Data supplied: Begin

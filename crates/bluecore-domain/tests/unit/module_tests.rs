//! Unit tests for module identity and lifecycle state

use bluecore_domain::value_objects::{ModuleKey, ModuleState, ModuleStatus, short_type_name};
use std::collections::HashSet;

struct Alpha;
struct Beta;
struct Wrapper<T>(T);

#[test]
fn test_module_key_identity_is_per_type() {
    assert_eq!(ModuleKey::of::<Alpha>(), ModuleKey::of::<Alpha>());
    assert_ne!(ModuleKey::of::<Alpha>(), ModuleKey::of::<Beta>());
    assert!(ModuleKey::of::<Alpha>().is::<Alpha>());
    assert!(!ModuleKey::of::<Alpha>().is::<Beta>());

    let keys: HashSet<_> = [ModuleKey::of::<Alpha>(), ModuleKey::of::<Alpha>()]
        .into_iter()
        .collect();
    assert_eq!(keys.len(), 1);
}

#[test]
fn test_module_key_short_names() {
    assert_eq!(ModuleKey::of::<Alpha>().name(), "Alpha");
    assert_eq!(ModuleKey::of::<Wrapper<Beta>>().name(), "Wrapper<Beta>");
    assert_eq!(format!("{}", ModuleKey::of::<Beta>()), "Beta");
}

#[test]
fn test_short_type_name_handles_nested_generics() {
    assert_eq!(
        short_type_name("a::b::Outer<c::Inner, d::e::Other<f::Leaf>>"),
        "Outer<Inner, Other<Leaf>>"
    );
    assert_eq!(short_type_name("Plain"), "Plain");
}

#[test]
fn test_module_state_default_is_declared() {
    assert_eq!(ModuleState::default(), ModuleState::Declared);
}

#[test]
fn test_module_state_transitions() {
    assert!(ModuleState::Declared.can_transition_to(ModuleState::Starting));
    assert!(ModuleState::Starting.can_transition_to(ModuleState::Started));
    assert!(ModuleState::Starting.can_transition_to(ModuleState::Stopped));
    assert!(ModuleState::Started.can_transition_to(ModuleState::Stopping));
    assert!(ModuleState::Stopping.can_transition_to(ModuleState::Stopped));

    assert!(!ModuleState::Stopped.can_transition_to(ModuleState::Started));
    assert!(!ModuleState::Declared.can_transition_to(ModuleState::Started));
    assert!(!ModuleState::Started.can_transition_to(ModuleState::Stopped));
}

#[test]
fn test_module_status_serialization() {
    let status = ModuleStatus {
        name: "L2capLeModule".to_string(),
        state: ModuleState::Started,
        dependencies: vec!["HciLayer".to_string()],
    };
    let json = serde_json::to_string(&status).expect("serialization failed");
    assert!(json.contains("\"Started\""));

    let back: ModuleStatus = serde_json::from_str(&json).expect("deserialization failed");
    assert_eq!(back, status);
}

Data supplied: End

_Brief_
Look through the records for the word "Other". Every line that has it should be copied.

_Reply_
        short_type_name("a::b::Outer<c::Inner, d::e::Other<f::Leaf>>"),
        "Outer<Inner, Other<Leaf>>"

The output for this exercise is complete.